Peccato che il primo a riportare l'aneddoto sia stato Giampaolo Pansa in un articolo del lontano 1999 (È la malattia del biperio che uccide l'università), in cui mancava qualunque riferimento a Internet e messaggini, ancora troppo poco diffusi per essere giudicati colpevoli. Il morbo-killer, se c'è, non è partito da lì. E poi, come osserva con sottile ironia Mirko Tavosanis in una nota del suo L'italiano del web, l'esempio non è ben scelto. La x, nella tradizione di scrittura del genovese, rappresenta il suono di una g "scivolata" e dunque la pronuncia corretta del cognome sarebbe pressappoco Bisgio: anche Bixio, storicamente, è un errore di lettura (chi di biperio ferisce, di biperio perisce).
Il fatto è che, alla prova di un'analisi scientifica, quasi tutte le opinioni correnti intorno alla lingua del web si rivelano leggende. Scrostato dalla superficie dei vari xké, c 6, tvb e simili – tutti fenomeni rispondenti peraltro a meccanismi vecchi, quando non antichi – l'italiano di Internet non appare poi così diverso dall'italiano del l'uso. Dell'uso scritto, s'intende: perché, con la parziale eccezione delle chat, i testi presenti nel web hanno ben pochi elementi in comune col parlato, anche se qua e là cercano di imitarlo.
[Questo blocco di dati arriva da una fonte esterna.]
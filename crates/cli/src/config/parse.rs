// SPDX-License-Identifier: MIT
// Copyright (c) 2026 Alfred Jean LLC

//! Parse helper functions for configuration.

use std::collections::BTreeMap;
use std::path::Path;

use super::{FileConfig, TrackerOptions};
use crate::duration::parse_millis;
use crate::error::{Error, Result};

/// Parse a fasttrap.toml document, returning the config and unknown top-level keys.
pub(super) fn parse_file_config(content: &str, path: &Path) -> Result<(FileConfig, Vec<String>)> {
    let table: toml::Table = toml::from_str(content).map_err(|e| config_error(path, e))?;

    let mut options = TrackerOptions::default();
    let mut thresholds = BTreeMap::new();
    let mut unknown = Vec::new();

    for (key, value) in &table {
        match key.as_str() {
            "fast_threshold" | "fastThreshold" => {
                let ms = parse_millis_value(value).map_err(|e| config_error(path, e))?;
                options.fast_threshold = Some(ms);
            }
            "report_length" | "reportLength" => {
                let n = parse_count(value).map_err(|e| config_error(path, e))?;
                options.report_length = Some(n);
            }
            "thresholds" => {
                thresholds = parse_thresholds(value).map_err(|e| config_error(path, e))?;
            }
            _ => unknown.push(key.clone()),
        }
    }

    Ok((
        FileConfig {
            options,
            thresholds,
        },
        unknown,
    ))
}

/// Warn about an unrecognized config key.
pub(super) fn warn_unknown_key(path: &Path, key: &str) {
    eprintln!(
        "fasttrap: warning: {}: unrecognized field `{}` (ignored)",
        path.display(),
        key
    );
}

fn config_error(path: &Path, message: impl ToString) -> Error {
    Error::Config {
        message: message.to_string(),
        path: Some(path.to_path_buf()),
    }
}

/// Parse an integer (milliseconds) or duration string.
fn parse_millis_value(value: &toml::Value) -> std::result::Result<u64, String> {
    match value {
        toml::Value::Integer(n) if *n >= 0 => Ok(*n as u64),
        toml::Value::Integer(n) => Err(format!("negative threshold: {n}")),
        toml::Value::String(s) => parse_millis(s),
        other => Err(format!(
            "expected milliseconds or a duration string, found {}",
            other.type_str()
        )),
    }
}

/// Parse a non-negative integer count.
fn parse_count(value: &toml::Value) -> std::result::Result<usize, String> {
    match value {
        toml::Value::Integer(n) if *n >= 0 => Ok(*n as usize),
        toml::Value::Integer(n) => Err(format!("report_length must not be negative: {n}")),
        other => Err(format!(
            "report_length must be an integer, found {}",
            other.type_str()
        )),
    }
}

/// Parse the `[thresholds]` table: each entry is one value or an array of values.
fn parse_thresholds(value: &toml::Value) -> std::result::Result<BTreeMap<String, Vec<u64>>, String> {
    let toml::Value::Table(table) = value else {
        return Err(format!(
            "thresholds must be a table, found {}",
            value.type_str()
        ));
    };

    let mut thresholds = BTreeMap::new();
    for (label, entry) in table {
        let values = match entry {
            toml::Value::Array(items) => items
                .iter()
                .map(parse_millis_value)
                .collect::<std::result::Result<Vec<_>, _>>(),
            single => parse_millis_value(single).map(|ms| vec![ms]),
        }
        .map_err(|e| format!("thresholds.\"{label}\": {e}"))?;
        thresholds.insert(label.clone(), values);
    }
    Ok(thresholds)
}
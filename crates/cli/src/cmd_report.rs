// SPDX-License-Identifier: MIT
// Copyright (c) 2026 Alfred Jean LLC

//! Report command implementation.

use std::fs::File;
use std::io::{BufReader, Write};
use std::path::{Path, PathBuf};

use termcolor::StandardStream;

use fasttrap::adapter;
use fasttrap::cli::{Cli, ReportArgs};
use fasttrap::color;
use fasttrap::config::{self, FileConfig, TrackerConfig};
use fasttrap::discovery;
use fasttrap::error::Error;
use fasttrap::overrides::OverrideTable;
use fasttrap::tracker::SpeedTracker;

/// Label used for stdin in error messages.
const STDIN_PATH: &str = "<stdin>";

/// Run the report command.
pub fn run(cli: &Cli, args: &ReportArgs) -> anyhow::Result<()> {
    let cwd = std::env::current_dir()?;

    // Find and load config
    let file_config = match discovery::resolve_config(cli.config.as_deref(), &cwd)? {
        Some(path) => {
            tracing::debug!("loading config from {}", path.display());
            config::load_with_warnings(&path)?
        }
        None => FileConfig::default(),
    };

    // CLI flags override the config file
    let options = file_config.options.merged_with(&args.options());
    let tracker_config = TrackerConfig::from_options(&options);
    tracing::debug!(
        "fast threshold {}ms, report length {}",
        tracker_config.fast_threshold,
        tracker_config.report_length
    );

    let overrides = OverrideTable::from(file_config.thresholds);
    tracing::debug!("{} per-test thresholds declared", overrides.len());

    let out = StandardStream::stdout(color::choose(args.color, args.no_color));
    let mut tracker = SpeedTracker::with_parts(tracker_config, overrides, out);

    let (stats, path) = match args.input_path() {
        Some(path) => {
            if path.is_dir() {
                return Err(Error::Argument(format!(
                    "input is a directory: {}",
                    path.display()
                ))
                .into());
            }
            let file = File::open(path).map_err(|e| io_error(path, e))?;
            let stats = adapter::replay(BufReader::new(file), args.input_format, &mut tracker);
            (stats, path.to_path_buf())
        }
        None => {
            let stdin = std::io::stdin();
            let stats = adapter::replay(stdin.lock(), args.input_format, &mut tracker);
            (stats, PathBuf::from(STDIN_PATH))
        }
    };
    let stats = stats.map_err(|e| io_error(&path, e))?;

    if stats.events == 0 && stats.lines > 0 {
        tracing::warn!(
            "no libtest output recognized in {} lines from {}",
            stats.lines,
            path.display()
        );
    }
    if stats.untimed > 0 {
        tracing::info!(
            "{} passed tests had no time (run libtest with --report-time)",
            stats.untimed
        );
    }

    tracker.into_writer().flush()?;
    Ok(())
}

fn io_error(path: &Path, source: std::io::Error) -> Error {
    Error::Io {
        path: path.to_path_buf(),
        source,
    }
}
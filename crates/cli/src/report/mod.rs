// SPDX-License-Identifier: MIT
// Copyright (c) 2026 Alfred Jean LLC

//! Fast-test ranking.
//!
//! Turns the collected `label -> milliseconds` table into the ordered,
//! length-limited list that gets printed at the end of a run.

pub mod text;

use std::cmp::Reverse;
use std::collections::HashMap;

use serde::Serialize;
use termcolor::NoColor;

use crate::config::TrackerConfig;

pub use text::TextFormatter;

/// One fast test in the report.
#[derive(Debug, Clone, PartialEq, Eq, Serialize)]
pub struct FastTest {
    /// Test label.
    pub label: String,
    /// Measured duration in whole milliseconds.
    pub millis: u64,
}

impl FastTest {
    pub fn new(label: impl Into<String>, millis: u64) -> Self {
        Self {
            label: label.into(),
            millis,
        }
    }
}

/// A ranked, truncated view of the fast tests of one run.
#[derive(Debug, Clone, PartialEq, Eq, Serialize)]
pub struct FastReport {
    /// Global threshold announced in the header.
    pub threshold: u64,
    /// Entries to list, slowest first.
    pub shown: Vec<FastTest>,
    /// Fast tests left out because of the report length.
    pub hidden: usize,
}

impl FastReport {
    /// Rank the collected fast tests.
    ///
    /// Sorted by duration descending. Equal durations are ordered by label so
    /// output is reproducible; callers should not rely on any particular tie
    /// order beyond that. Returns `None` when nothing was collected.
    pub fn rank(fast: &HashMap<String, u64>, config: &TrackerConfig) -> Option<Self> {
        if fast.is_empty() {
            return None;
        }

        let mut ranked: Vec<FastTest> = fast
            .iter()
            .map(|(label, &millis)| FastTest::new(label.clone(), millis))
            .collect();
        ranked.sort_by(|a, b| {
            Reverse(a.millis)
                .cmp(&Reverse(b.millis))
                .then_with(|| a.label.cmp(&b.label))
        });

        let total = ranked.len();
        let shown = total.min(config.report_length);
        ranked.truncate(shown);

        Some(Self {
            threshold: config.fast_threshold,
            shown: ranked,
            hidden: total.saturating_sub(shown),
        })
    }

    /// Number of listed entries.
    pub fn shown_count(&self) -> usize {
        self.shown.len()
    }

    /// Total fast tests collected (`shown + hidden`).
    pub fn total(&self) -> usize {
        self.shown.len() + self.hidden
    }
}

/// Render a report as plain text (no color codes).
pub fn format_report(report: &FastReport) -> String {
    let mut out = NoColor::new(Vec::new());
    // Writing to a Vec<u8> cannot fail
    let _ = TextFormatter::new(&mut out).write_report(report);
    String::from_utf8_lossy(&out.into_inner()).into_owned()
}

#[cfg(test)]
#[path = "mod_tests.rs"]
mod tests;
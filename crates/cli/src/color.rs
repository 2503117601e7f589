// SPDX-License-Identifier: MIT
// Copyright (c) 2026 Alfred Jean LLC

//! Color detection and terminal styling.
//!
//! Detection order:
//! 1. NO_COLOR env var → no color
//! 2. COLOR env var → use color
//! 3. default:
//!    - If not stdout.is_tty() → no color
//!    - If CLAUDE_CODE, CODEX, CI, or CURSOR env var set → no color
//!    - Else → auto

use std::io::IsTerminal;

use termcolor::ColorChoice;

use crate::env::{self, names};

/// Resolve color choice from environment variables.
///
/// Priority: NO_COLOR > COLOR > auto-detect
///
/// Per [no-color.org](https://no-color.org/), `NO_COLOR` when set to any value
/// (including empty string) disables color.
pub fn resolve_color() -> ColorChoice {
    if env::is_set(names::NO_COLOR) {
        return ColorChoice::Never;
    }
    if env::is_set(names::COLOR) {
        return ColorChoice::Always;
    }
    if !std::io::stdout().is_terminal() {
        return ColorChoice::Never;
    }
    if env::is_agent_environment() {
        return ColorChoice::Never;
    }
    ColorChoice::Auto
}

/// Apply `--color` / `--no-color` flags on top of environment detection.
pub fn choose(force_color: bool, no_color: bool) -> ColorChoice {
    if no_color {
        ColorChoice::Never
    } else if force_color {
        ColorChoice::Always
    } else {
        resolve_color()
    }
}

/// Color scheme for the fast-test report.
pub mod scheme {
    use termcolor::{Color, ColorSpec};

    /// Bold report header.
    pub fn header() -> ColorSpec {
        let mut spec = ColorSpec::new();
        spec.set_bold(true);
        spec
    }

    /// Green duration, e.g. "120ms".
    pub fn duration() -> ColorSpec {
        let mut spec = ColorSpec::new();
        spec.set_fg(Some(Color::Green)).set_bold(true);
        spec
    }

    /// Cyan test label.
    pub fn label() -> ColorSpec {
        let mut spec = ColorSpec::new();
        spec.set_fg(Some(Color::Cyan));
        spec
    }

    /// Yellow hidden-count footer.
    pub fn footer() -> ColorSpec {
        let mut spec = ColorSpec::new();
        spec.set_fg(Some(Color::Yellow));
        spec
    }
}

#[cfg(test)]
#[path = "color_tests.rs"]
mod tests;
Né costituiscono – come da più parti si continua a dire – lo stadio più avanzato dell'imbarbarimento linguistico. Secondo un calcolo a campione, le grafie errate che lo Zingarelli considera più frequenti (anedottico, areoporto, esterefatto, efficienza e simili) risultano nel web meno del 5% rispetto a quelle corrette; nei blog, in particolare, rimangono al di sotto dell'1%, proprio come nei siti dei giornali. Nei blog letterari, per contro, s'incontrano verbi ricercati come espletare, esperire, vaticinare, ergere con una frequenza molto maggiore rispetto al sito della «Repubblica». «Non c'è dubbio – scrive Tavosanis – che, a paragone con i siti istituzionali e i blog, i forum si presentino come strumenti di comunicazione molto più informali». Nondimeno, anche nei forum la sintassi mostra una distribuzione tra frasi semplici e frasi complesse simile a quella degli articoli del «Corriere della sera».
Certo, parlare di «italiano del web» vuol dire inseguire un'astrazione, un po' come cercare la pantera odorosa dei bestiari medievali, di cui dappertutto si sentiva il profumo senza che nessuno fosse mai riuscito a vederla. Le tipologie testuali descritte sono le più disparate, da Wikipedia fino ai piccoli annunci in bacheca, dal forum del l'Accademia della Crusca fino ai siti prodotti con sistemi di composizione automatica per attrarre traffico attraverso i motori di ricerca («vendo cialis scelta di un frutto specifico per gli ex: inquinamento eccessivo, affaticamento e l'odore non è vantaggioso»): le caratteristiche linguistiche, come si può immaginare, non sono sempre le stesse.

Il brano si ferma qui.